In other words, the medications led to a noticeable improvement in symptoms in 45 out of 100 people.
Research has shown that proton pump inhibitors usually relieve the symptoms or reduce food pipe inflammations better than H2-receptor antagonists do. But proton pump inhibitors (PPIs) sometimes don’t reduce the production of stomach acid enough at night. If this happens, people may have reflux symptoms at night despite taking medication. In the US and other countries, proton pump inhibitors (PPIs) are available over the counter at low doses and in small pack sizes. A prescription is needed for higher doses.
H2-receptor antagonists (H2RAs)
H2-receptor antagonists (e.g., ranitidine, cimetidine, famotidine, nizatidine) prevent large amounts of stomach juices from being made, by blocking the action of the hormone histamine in the stomach. Studies have shown that these drugs can relieve the symptoms of reflux:
- 41 out of 100 people who took a dummy drug (placebo) hardly had heartburn any more after two to six weeks.
- 55 out of 100 people who took an H2-receptor antagonist hardly had heartburn any more after two to six weeks.
In other words, the medication relieved heartburn in 14 out of 100 people.
Antacids used to be a commonly used treatment option in Germany. These drugs are meant to bind to stomach acid, thereby neutralizing acidic stomach juices in the food pipe and stomach. But no good-quality studies have shown that antacids help in people who have GERD. Antacids might be an option if someone only has mild heartburn or cannot tolerate the medications mentioned above. In Germany, they are available in pharmacies without a prescription.
Prokinetics are meant to speed up the emptying of your stomach and help stop stomach contents from flowing back into the food pipe.
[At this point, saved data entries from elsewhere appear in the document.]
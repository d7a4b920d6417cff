// crates/pcbook-cli/src/commands/upload.rs
//
// `pcbook upload`: stream a laptop image to the server in small chunks.

use std::path::{Path, PathBuf};

use clap::Args;
use tokio::io::AsyncReadExt;
use tokio::sync::mpsc;
use tokio_stream::wrappers::ReceiverStream;
use tonic::transport::Channel;

use pcbook_core::sample;
use pcbook_rpc::proto::{LaptopServiceClient, UploadImageRequest, UploadImageResponse};
use pcbook_rpc::AuthChannel;

use crate::commands::create::create_laptop;
use crate::config::Settings;
use crate::session::Session;

/// Bytes per chunk message.
const CHUNK_SIZE: usize = 1024;

#[derive(Debug, Args)]
pub struct UploadCmd {
    /// Image file to upload.
    #[arg(long)]
    pub image: PathBuf,

    /// Laptop to attach the image to. A sample laptop is created when omitted.
    #[arg(long)]
    pub laptop_id: Option<String>,
}

/// Image type sent to the server: the file extension with a leading dot,
/// or empty when the file has none.
pub fn image_type(path: &Path) -> String {
    path.extension()
        .map(|ext| format!(".{}", ext.to_string_lossy()))
        .unwrap_or_default()
}

/// Send the info message followed by the file contents.
///
/// The file is read on a separate task so chunks are produced while the
/// server consumes them. If the server ends the call early the reader stops
/// at the next send.
pub async fn upload_image(
    client: &mut LaptopServiceClient<AuthChannel<Channel>>,
    laptop_id: &str,
    path: &Path,
) -> Result<UploadImageResponse, Box<dyn std::error::Error>> {
    let mut file = tokio::fs::File::open(path).await?;

    let (tx, rx) = mpsc::channel(16);
    tx.send(UploadImageRequest::info(laptop_id, &image_type(path)))
        .await?;

    let reader = tokio::spawn(async move {
        let mut buffer = vec![0u8; CHUNK_SIZE];
        loop {
            let n = file.read(&mut buffer).await?;
            if n == 0 {
                break;
            }
            if tx
                .send(UploadImageRequest::chunk(buffer[..n].to_vec()))
                .await
                .is_err()
            {
                break;
            }
        }
        Ok::<(), std::io::Error>(())
    });

    let response = client.upload_image(ReceiverStream::new(rx)).await;
    reader.await??;

    let response = response?.into_inner();
    tracing::info!(
        "image uploaded with id: {}, size: {}",
        response.id,
        response.size
    );
    Ok(response)
}

pub async fn run(cmd: &UploadCmd, settings: &Settings) -> Result<(), Box<dyn std::error::Error>> {
    let mut session = Session::open(settings).await?;

    let laptop_id = match &cmd.laptop_id {
        Some(id) => id.clone(),
        None => create_laptop(&mut session.laptops, sample::new_laptop()).await?,
    };

    let response = upload_image(&mut session.laptops, &laptop_id, &cmd.image).await?;
    println!("Uploaded image {} ({} bytes) for laptop {}", response.id, response.size, laptop_id);
    Ok(())
}

#[cfg(test)]
mod tests {
    use super::*;

    #[test]
    fn test_image_type() {
        assert_eq!(image_type(Path::new("tmp/laptop.jpg")), ".jpg");
        assert_eq!(image_type(Path::new("photo.tar.png")), ".png");
        assert_eq!(image_type(Path::new("README")), "");
    }
}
However, it is not clear whether they help in people who have GERD. There has not been enough good-quality research in this area. For this reason, prokinetics are only rarely used in the treatment of GERD in the US.
Side effects does the medication
Overall, about 2 out of 100 people who take proton pump inhibitors have side effects like diarrhea, nausea or vomiting, pain in the upper stomach area, difficulty swallowing or headaches. Sometimes these side effects can be avoided by switching to a different proton pump inhibitors (PPI) or changing the dose.
The long-term use of Proton pump inhibitors (PPIs) can increase the risk of bone fractures, particularly if they are taken at high doses for more than a year. There is some debate as to whether these drugs might also make people more likely to develop a severe inflammation of the bowel or pneumonia.
Fewer than 1 out of 100 people who take H2-receptor antagonists have side effects such as nausea or headaches.